*Task objective:* Search term "clock": please show all lines in the listing that contain it.

>>>

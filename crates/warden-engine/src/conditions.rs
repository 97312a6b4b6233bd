//! ABAC condition evaluation.
//!
//! Conditions gate whether a policy *applies* to a request, not the
//! request itself: an unmet condition makes the evaluator skip the
//! policy and move on. All present keys must pass (AND semantics).
//! Malformed data fails closed — the condition is treated as not met
//! and evaluation of the remaining policies continues.

use std::net::IpAddr;

use chrono::{NaiveTime, Utc};
use ipnet::IpNet;
use tracing::warn;
use warden_core::models::policy::PolicyConditions;

/// Evaluate conditions against the current UTC wall-clock time.
pub fn conditions_met(conditions: &PolicyConditions, ip_address: Option<&str>) -> bool {
    conditions_met_at(conditions, ip_address, Utc::now().time())
}

/// Evaluate conditions at an explicit time of day. Pure; exposed so
/// time-window behavior is testable without clock control.
pub fn conditions_met_at(
    conditions: &PolicyConditions,
    ip_address: Option<&str>,
    now: NaiveTime,
) -> bool {
    if let Some(time_range) = &conditions.time_range {
        let (Ok(start), Ok(end)) = (
            NaiveTime::parse_from_str(&time_range.start, "%H:%M"),
            NaiveTime::parse_from_str(&time_range.end, "%H:%M"),
        ) else {
            warn!(
                start = %time_range.start,
                end = %time_range.end,
                "Invalid time_range condition"
            );
            return false;
        };

        let in_range = if start <= end {
            // Normal range, e.g. 09:00..18:00 (inclusive start,
            // exclusive end).
            start <= now && now < end
        } else {
            // Overnight range, e.g. 22:00..06:00.
            now >= start || now < end
        };
        if !in_range {
            return false;
        }
    }

    if let Some(whitelist) = &conditions.ip_whitelist {
        let Some(ip_address) = ip_address else {
            // Whitelist required but no client IP supplied.
            return false;
        };
        let Ok(client_ip) = ip_address.parse::<IpAddr>() else {
            warn!(ip_address, "Invalid client IP address");
            return false;
        };

        let matched = whitelist.iter().any(|entry| {
            if let Ok(network) = entry.parse::<IpNet>() {
                return network.contains(&client_ip);
            }
            if let Ok(host) = entry.parse::<IpAddr>() {
                return host == client_ip;
            }
            warn!(entry = %entry, "Invalid IP whitelist entry");
            false
        });
        if !matched {
            return false;
        }
    }

    // max_actions_per_hour is reserved for future rate-limit counters
    // and currently always passes.

    true
}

<<<

*Exercise response:*
/// Evaluate conditions against the current UTC wall-clock time.
/// time-window behavior is testable without clock control.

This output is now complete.